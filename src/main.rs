//! price-tracker - Resilient listing and price extraction for saved search pages
//!
//! Pages are fetched and rendered elsewhere; this CLI turns their HTML into
//! structured listings.

use anyhow::Result;
use clap::{Parser, Subcommand};
use price_tracker::commands::{CanonicalCommand, ExtractCommand};
use price_tracker::config::{Config, OutputFormat};
use price_tracker::market::Market;
use std::path::PathBuf;
use tracing::Level;
use tracing_subscriber::EnvFilter;

#[derive(Parser)]
#[command(
    name = "price-tracker",
    version,
    about = "Extract product listings and prices from rendered search pages",
    long_about = "Extracts titles, prices and links from Amazon and Noon search-result pages \
                  saved as HTML, with fallback selectors and per-page diagnostics."
)]
struct Cli {
    /// Market the page came from (overrides config)
    #[arg(short, long, global = true)]
    market: Option<Market>,

    /// Path to config file
    #[arg(short, long, global = true, env = "PT_CONFIG")]
    config: Option<PathBuf>,

    /// Output format (overrides config)
    #[arg(short, long, global = true)]
    format: Option<OutputFormat>,

    /// Enable verbose logging
    #[arg(short, long, global = true)]
    verbose: bool,

    #[command(subcommand)]
    command: Commands,
}

#[derive(Subcommand)]
enum Commands {
    /// Extract listings from a saved search-results page
    #[command(alias = "x")]
    Extract {
        /// HTML file to read, or "-" for stdin
        #[arg(default_value = "-")]
        input: String,

        /// Print the diagnostics report after the listings
        #[arg(short, long)]
        diagnostics: bool,

        /// Drop listings without a title
        #[arg(long)]
        skip_untitled: bool,

        /// Smallest plausible price
        #[arg(long)]
        min_price: Option<f64>,

        /// Largest plausible price
        #[arg(long)]
        max_price: Option<f64>,

        /// Keep product links as found instead of canonicalizing them
        #[arg(long)]
        no_canonical: bool,
    },

    /// List supported markets
    Markets,

    /// Print the search URL for a query
    SearchUrl {
        /// Search query
        query: String,
    },

    /// Reduce product URLs to their canonical form
    #[command(alias = "c")]
    Canonical {
        /// Product URL(s)
        #[arg(required = true)]
        urls: Vec<String>,
    },
}

fn main() -> Result<()> {
    let cli = Cli::parse();

    // Initialize logging
    let filter = if cli.verbose {
        EnvFilter::new(Level::DEBUG.to_string())
    } else {
        EnvFilter::from_default_env().add_directive(Level::WARN.into())
    };

    tracing_subscriber::fmt()
        .with_env_filter(filter)
        .with_target(false)
        .with_writer(std::io::stderr)
        .init();

    // Load config with layered overrides
    let mut config = Config::load(cli.config.as_deref())?.with_env();

    // Apply CLI overrides
    if let Some(market) = cli.market {
        config.market = market;
    }
    if let Some(format) = cli.format {
        config.format = format;
    }

    match cli.command {
        Commands::Extract {
            input,
            diagnostics,
            skip_untitled,
            min_price,
            max_price,
            no_canonical,
        } => {
            config.diagnostics |= diagnostics;
            config.extract.skip_untitled |= skip_untitled;
            if no_canonical {
                config.extract.canonicalize_links = false;
            }
            if let Some(min) = min_price {
                config.extract.price.min_price = min;
            }
            if let Some(max) = max_price {
                config.extract.price.max_price = max;
            }

            let cmd = ExtractCommand::new(config);
            let output = cmd.execute(&input)?;
            println!("{}", output);
        }

        Commands::Markets => {
            println!("Supported markets:\n");
            println!("{:<10} {:<8} {:<14} {:<32} {:<8}", "Code", "Platform", "Country", "Base URL", "Currency");
            println!("{:-<10} {:-<8} {:-<14} {:-<32} {:-<8}", "", "", "", "", "");

            for market in Market::all() {
                println!(
                    "{:<10} {:<8} {:<14} {:<32} {:<8}",
                    market.to_string(),
                    market.platform().to_string(),
                    market.country(),
                    market.base_url(),
                    market.currency()
                );
            }
        }

        Commands::SearchUrl { query } => {
            if query.trim().is_empty() {
                anyhow::bail!("Search query must not be empty");
            }
            println!("{}", config.market.search_url(&query));
        }

        Commands::Canonical { urls } => {
            let output = if urls.len() == 1 {
                CanonicalCommand.execute(&urls[0])?
            } else {
                CanonicalCommand.execute_batch(&urls)?
            };
            println!("{}", output);
        }
    }

    Ok(())
}
//! CLI command implementations.

pub mod canonical;
pub mod extract;

pub use canonical::CanonicalCommand;
pub use extract::ExtractCommand;
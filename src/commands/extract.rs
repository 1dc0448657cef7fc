//! Extract command implementation.

use crate::config::{Config, OutputFormat};
use crate::diagnostics::Verdict;
use crate::extract::{Extraction, ListingExtractor};
use crate::format::Formatter;
use anyhow::{Context, Result};
use std::io::Read;
use std::path::Path;
use tracing::{debug, info, warn};

/// Extracts listings from a saved search-results page.
pub struct ExtractCommand {
    config: Config,
}

impl ExtractCommand {
    /// Creates a new extract command.
    pub fn new(config: Config) -> Self {
        Self { config }
    }

    /// Reads the page from `source` ("-" for stdin) and returns formatted output.
    pub fn execute(&self, source: &str) -> Result<String> {
        let html = read_page(source)?;
        self.execute_html(&html)
    }

    /// Extracts from page HTML already in memory.
    pub fn execute_html(&self, html: &str) -> Result<String> {
        let extraction = self.extract(html)?;

        let formatter = Formatter::new(self.config.format).with_market(self.config.market);

        if !self.config.diagnostics {
            return Ok(formatter.format_listings(&extraction.listings));
        }

        if self.config.format == OutputFormat::Json {
            let combined = serde_json::json!({
                "listings": extraction.listings,
                "diagnostics": extraction.diagnostics,
            });
            return serde_json::to_string_pretty(&combined)
                .context("Failed to serialize extraction");
        }

        Ok(format!(
            "{}\n\n{}",
            formatter.format_listings(&extraction.listings),
            formatter.format_diagnostics(&extraction.diagnostics)
        ))
    }

    /// Runs the extractor with the configured market and settings.
    pub fn extract(&self, html: &str) -> Result<Extraction> {
        info!("Extracting listings for {}", self.config.market);

        let extractor = ListingExtractor::for_market(&self.config.extract, self.config.market)
            .context("Invalid extraction configuration")?;
        let extraction = extractor.extract_html(html).context("Could not extract listings")?;

        match extraction.diagnostics.verdict() {
            Verdict::NoContainers | Verdict::PricesMissing => {
                warn!("{} (run with --diagnostics for details)", extraction.diagnostics.verdict())
            }
            verdict => debug!("Page verdict: {}", verdict),
        }

        info!("Found {} listings", extraction.len());
        Ok(extraction)
    }
}

/// Reads page HTML from a file, or from stdin when `source` is "-".
pub fn read_page(source: &str) -> Result<String> {
    if source == "-" {
        debug!("Reading page from stdin");
        let mut html = String::new();
        std::io::stdin().read_to_string(&mut html).context("Failed to read page from stdin")?;
        return Ok(html);
    }

    let path = Path::new(source);
    debug!("Reading page from: {}", path.display());
    std::fs::read_to_string(path).with_context(|| format!("Failed to read page: {}", path.display()))
}
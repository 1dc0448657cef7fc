//! Error types for the extraction core.

use thiserror::Error;

/// Errors surfaced by the extraction core.
///
/// Per-listing and per-field misses are never errors; they show up as absent
/// fields and in the diagnostics report. Only page-level unavailability and
/// construction-time configuration problems are reported here.
#[derive(Debug, Error)]
pub enum ExtractError {
    /// The page content is missing, empty, or has nothing to extract from.
    #[error("page root unavailable: {reason}")]
    RootUnavailable { reason: String },

    #[error("strategy '{strategy}' has an invalid selector \"{selector}\": {reason}")]
    InvalidSelector {
        strategy: String,
        selector: String,
        reason: String,
    },

    #[error("invalid token pattern: {reason}")]
    InvalidPattern { reason: String },

    #[error("invalid price range: min {min} must not exceed max {max}")]
    InvalidPriceRange { min: f64, max: f64 },
}

impl ExtractError {
    pub(crate) fn root_unavailable(reason: impl Into<String>) -> Self {
        Self::RootUnavailable { reason: reason.into() }
    }

    /// True if retrying the page fetch might help.
    pub fn is_page_level(&self) -> bool {
        matches!(self, Self::RootUnavailable { .. })
    }
}
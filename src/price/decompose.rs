//! Decomposition of a listing's price text into structured fields.
//!
//! **Ordering policy**: the first in-range amount is taken as the current
//! price. Search pages in the supported markets render the sale price before
//! the strikethrough price, so this holds for them; a new market must be
//! checked against real samples before reusing it.

use crate::config::PriceConfig;
use crate::error::ExtractError;
use crate::price::classify::Classifier;
use crate::price::models::{derive_discount, PriceToken, StructuredPrice, TokenKind};
use serde::{Deserialize, Serialize};

/// A price text that needed the deterministic policy to resolve.
///
/// Notes are informational; they never change the decomposed price.
#[derive(Debug, Clone, PartialEq, Eq, Serialize, Deserialize)]
#[serde(tag = "kind", rename_all = "snake_case")]
pub enum PriceAmbiguity {
    /// More than two in-range amounts; only the first two candidates were considered.
    ExtraAmounts { count: usize },
    /// Several amounts, none greater than the first, so no original price.
    NoGreaterOriginal,
    /// The page's discount marker disagrees with the two prices by more than a point.
    DiscountMismatch { explicit: u8, derived: u8 },
}

/// Full decomposition output, including the classified tokens.
#[derive(Debug, Clone)]
pub struct Decomposition {
    pub price: StructuredPrice,
    pub tokens: Vec<PriceToken>,
    pub ambiguities: Vec<PriceAmbiguity>,
}

/// Turns ordered price lines into a [`StructuredPrice`].
#[derive(Debug, Clone)]
pub struct Decomposer {
    classifier: Classifier,
}

impl Decomposer {
    pub fn new(config: &PriceConfig) -> Result<Self, ExtractError> {
        Ok(Self { classifier: Classifier::new(config)? })
    }

    /// Decomposes price lines into current/original/discount.
    pub fn decompose<S: AsRef<str>>(&self, lines: &[S]) -> StructuredPrice {
        self.decompose_detailed(lines).price
    }

    /// Like [`decompose`](Self::decompose), also returning tokens and ambiguity notes.
    pub fn decompose_detailed<S: AsRef<str>>(&self, lines: &[S]) -> Decomposition {
        let tokens: Vec<PriceToken> =
            lines.iter().map(|line| self.classifier.classify(line.as_ref())).collect();
        let raw = lines.iter().map(|line| line.as_ref()).collect::<Vec<&str>>().join("\n");

        let amounts: Vec<f64> = tokens.iter().filter_map(PriceToken::amount).collect();
        let mut ambiguities = Vec::new();

        let (current, original) = match amounts.as_slice() {
            [] => (None, None),
            [only] => (Some(*only), None),
            [first, rest @ ..] => {
                let original = rest.iter().copied().find(|a| *a > *first);
                if original.is_none() {
                    ambiguities.push(PriceAmbiguity::NoGreaterOriginal);
                }
                if amounts.len() > 2 {
                    ambiguities.push(PriceAmbiguity::ExtraAmounts { count: amounts.len() });
                }
                (Some(*first), original)
            }
        };

        let explicit = tokens
            .iter()
            .find(|t| t.kind == TokenKind::DiscountPercent)
            .and_then(PriceToken::discount);
        let derived = match (current, original) {
            (Some(c), Some(o)) => derive_discount(c, o),
            _ => None,
        };

        if let (Some(explicit), Some(derived)) = (explicit, derived) {
            if explicit.abs_diff(derived) > 1 {
                ambiguities.push(PriceAmbiguity::DiscountMismatch { explicit, derived });
            }
        }

        Decomposition {
            price: StructuredPrice {
                current,
                original,
                discount_percent: explicit.or(derived),
                raw,
            },
            tokens,
            ambiguities,
        }
    }
}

┄┄┄┄┄┄

▸ Problem to work on:
Begin with the line above that has "Extract listings from a saved search-results page" and continue through the line that has "for a query", setting each one down exactly. Stop there.

▸ Result below:
    /// Extract listings from a saved search-results page
    #[command(alias = "x")]
    Extract {
        /// HTML file to read, or "-" for stdin
        #[arg(default_value = "-")]
        input: String,

        /// Print the diagnostics report after the listings
        #[arg(short, long)]
        diagnostics: bool,

        /// Drop listings without a title
        #[arg(long)]
        skip_untitled: bool,

        /// Smallest plausible price
        #[arg(long)]
        min_price: Option<f64>,

        /// Largest plausible price
        #[arg(long)]
        max_price: Option<f64>,

        /// Keep product links as found instead of canonicalizing them
        #[arg(long)]
        no_canonical: bool,
    },

    /// List supported markets
    Markets,

    /// Print the search URL for a query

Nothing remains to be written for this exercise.